Problem details. Go to the line in the entries below that holds "filename src/main.rs" and repeat exactly from there through the line that holds "disable_raw_mode()?;", inclusive.

:: Data in this exercise

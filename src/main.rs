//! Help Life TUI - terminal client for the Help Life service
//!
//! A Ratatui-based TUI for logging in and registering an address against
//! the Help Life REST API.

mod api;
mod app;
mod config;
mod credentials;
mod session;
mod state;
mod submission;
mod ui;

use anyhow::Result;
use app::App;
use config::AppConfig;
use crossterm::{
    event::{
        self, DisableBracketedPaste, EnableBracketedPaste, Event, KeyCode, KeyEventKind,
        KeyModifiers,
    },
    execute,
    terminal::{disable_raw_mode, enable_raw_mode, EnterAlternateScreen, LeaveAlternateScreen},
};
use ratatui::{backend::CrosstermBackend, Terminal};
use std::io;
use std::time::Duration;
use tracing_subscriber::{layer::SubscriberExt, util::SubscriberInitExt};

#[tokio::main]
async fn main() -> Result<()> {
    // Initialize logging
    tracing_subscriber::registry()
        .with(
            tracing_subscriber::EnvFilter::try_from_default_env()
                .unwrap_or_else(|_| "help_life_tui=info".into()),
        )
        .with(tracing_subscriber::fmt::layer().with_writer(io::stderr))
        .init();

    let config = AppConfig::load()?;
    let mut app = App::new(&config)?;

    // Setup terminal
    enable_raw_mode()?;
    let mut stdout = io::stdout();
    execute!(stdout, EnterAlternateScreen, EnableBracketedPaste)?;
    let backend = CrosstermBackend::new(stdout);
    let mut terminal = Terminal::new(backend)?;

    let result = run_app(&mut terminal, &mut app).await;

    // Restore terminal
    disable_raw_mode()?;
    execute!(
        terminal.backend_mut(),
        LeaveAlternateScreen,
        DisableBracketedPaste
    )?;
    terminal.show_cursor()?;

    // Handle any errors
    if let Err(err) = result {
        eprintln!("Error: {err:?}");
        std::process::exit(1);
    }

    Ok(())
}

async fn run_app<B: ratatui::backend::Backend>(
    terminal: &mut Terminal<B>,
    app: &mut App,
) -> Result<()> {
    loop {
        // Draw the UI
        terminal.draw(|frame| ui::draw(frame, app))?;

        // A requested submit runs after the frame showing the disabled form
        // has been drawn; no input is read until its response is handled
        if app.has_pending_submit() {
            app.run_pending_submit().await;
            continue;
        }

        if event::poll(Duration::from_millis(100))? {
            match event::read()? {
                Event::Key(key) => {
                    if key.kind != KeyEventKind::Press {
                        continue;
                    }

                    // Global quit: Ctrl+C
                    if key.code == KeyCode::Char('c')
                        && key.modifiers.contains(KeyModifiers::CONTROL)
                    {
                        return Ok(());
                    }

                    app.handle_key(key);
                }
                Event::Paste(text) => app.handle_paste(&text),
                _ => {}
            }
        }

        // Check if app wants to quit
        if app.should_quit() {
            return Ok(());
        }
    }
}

::::
:: Data in this exercise

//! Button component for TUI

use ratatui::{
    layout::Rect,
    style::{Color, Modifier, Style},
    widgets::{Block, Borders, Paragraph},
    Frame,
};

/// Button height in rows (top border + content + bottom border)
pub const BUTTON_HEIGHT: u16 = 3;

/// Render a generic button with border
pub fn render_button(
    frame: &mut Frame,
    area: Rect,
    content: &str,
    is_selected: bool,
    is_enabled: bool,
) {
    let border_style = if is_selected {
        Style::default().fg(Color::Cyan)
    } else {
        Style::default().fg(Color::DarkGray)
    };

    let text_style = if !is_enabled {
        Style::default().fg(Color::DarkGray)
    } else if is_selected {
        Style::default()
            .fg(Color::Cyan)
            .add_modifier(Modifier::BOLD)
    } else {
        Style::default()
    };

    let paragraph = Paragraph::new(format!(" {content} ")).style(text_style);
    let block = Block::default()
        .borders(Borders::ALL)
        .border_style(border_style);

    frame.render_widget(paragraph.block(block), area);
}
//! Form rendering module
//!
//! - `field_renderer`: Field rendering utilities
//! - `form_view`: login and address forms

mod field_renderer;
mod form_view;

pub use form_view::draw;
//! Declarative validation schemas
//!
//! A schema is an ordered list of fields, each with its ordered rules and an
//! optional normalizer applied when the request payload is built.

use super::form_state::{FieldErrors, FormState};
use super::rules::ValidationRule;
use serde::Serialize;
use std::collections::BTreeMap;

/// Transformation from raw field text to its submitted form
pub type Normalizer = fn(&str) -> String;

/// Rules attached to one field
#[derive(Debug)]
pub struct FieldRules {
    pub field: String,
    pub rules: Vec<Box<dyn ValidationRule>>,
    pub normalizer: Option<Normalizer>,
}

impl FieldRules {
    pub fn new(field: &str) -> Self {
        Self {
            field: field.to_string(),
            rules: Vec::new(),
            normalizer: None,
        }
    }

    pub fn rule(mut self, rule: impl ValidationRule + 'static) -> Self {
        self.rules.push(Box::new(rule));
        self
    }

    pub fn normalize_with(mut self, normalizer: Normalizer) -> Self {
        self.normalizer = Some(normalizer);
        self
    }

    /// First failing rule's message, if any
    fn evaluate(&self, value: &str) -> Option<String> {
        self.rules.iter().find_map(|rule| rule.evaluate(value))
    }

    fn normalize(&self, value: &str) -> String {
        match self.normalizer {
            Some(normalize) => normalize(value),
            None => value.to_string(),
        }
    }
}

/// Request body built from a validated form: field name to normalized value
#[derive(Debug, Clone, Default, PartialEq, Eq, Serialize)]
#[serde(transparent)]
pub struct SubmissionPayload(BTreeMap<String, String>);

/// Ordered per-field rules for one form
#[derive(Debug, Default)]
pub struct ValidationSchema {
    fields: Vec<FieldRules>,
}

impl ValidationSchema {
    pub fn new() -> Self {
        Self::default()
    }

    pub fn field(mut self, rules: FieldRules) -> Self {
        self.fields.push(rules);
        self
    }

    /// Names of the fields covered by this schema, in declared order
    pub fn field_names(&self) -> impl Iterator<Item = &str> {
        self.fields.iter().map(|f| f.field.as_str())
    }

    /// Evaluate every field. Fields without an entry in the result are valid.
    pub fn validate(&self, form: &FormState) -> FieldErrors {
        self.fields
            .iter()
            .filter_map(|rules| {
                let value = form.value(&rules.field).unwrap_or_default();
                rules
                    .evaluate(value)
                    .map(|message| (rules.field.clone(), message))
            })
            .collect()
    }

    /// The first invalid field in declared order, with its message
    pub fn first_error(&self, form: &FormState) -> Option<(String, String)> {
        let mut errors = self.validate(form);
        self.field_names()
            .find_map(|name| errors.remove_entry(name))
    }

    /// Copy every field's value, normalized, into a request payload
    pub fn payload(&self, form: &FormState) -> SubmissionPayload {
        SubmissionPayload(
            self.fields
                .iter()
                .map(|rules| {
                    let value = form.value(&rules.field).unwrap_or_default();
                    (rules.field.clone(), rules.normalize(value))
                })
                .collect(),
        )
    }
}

::::

Your solution.
filename src/main.rs
//! Help Life TUI - terminal client for the Help Life service
//!
//! A Ratatui-based TUI for logging in and registering an address against
//! the Help Life REST API.

mod api;
mod app;
mod config;
mod credentials;
mod session;
mod state;
mod submission;
mod ui;

use anyhow::Result;
use app::App;
use config::AppConfig;
use crossterm::{
    event::{
        self, DisableBracketedPaste, EnableBracketedPaste, Event, KeyCode, KeyEventKind,
        KeyModifiers,
    },
    execute,
    terminal::{disable_raw_mode, enable_raw_mode, EnterAlternateScreen, LeaveAlternateScreen},
};
use ratatui::{backend::CrosstermBackend, Terminal};
use std::io;
use std::time::Duration;
use tracing_subscriber::{layer::SubscriberExt, util::SubscriberInitExt};

#[tokio::main]
async fn main() -> Result<()> {
    // Initialize logging
    tracing_subscriber::registry()
        .with(
            tracing_subscriber::EnvFilter::try_from_default_env()
                .unwrap_or_else(|_| "help_life_tui=info".into()),
        )
        .with(tracing_subscriber::fmt::layer().with_writer(io::stderr))
        .init();

    let config = AppConfig::load()?;
    let mut app = App::new(&config)?;

    // Setup terminal
    enable_raw_mode()?;
    let mut stdout = io::stdout();
    execute!(stdout, EnterAlternateScreen, EnableBracketedPaste)?;
    let backend = CrosstermBackend::new(stdout);
    let mut terminal = Terminal::new(backend)?;

    let result = run_app(&mut terminal, &mut app).await;

    // Restore terminal
    disable_raw_mode()?;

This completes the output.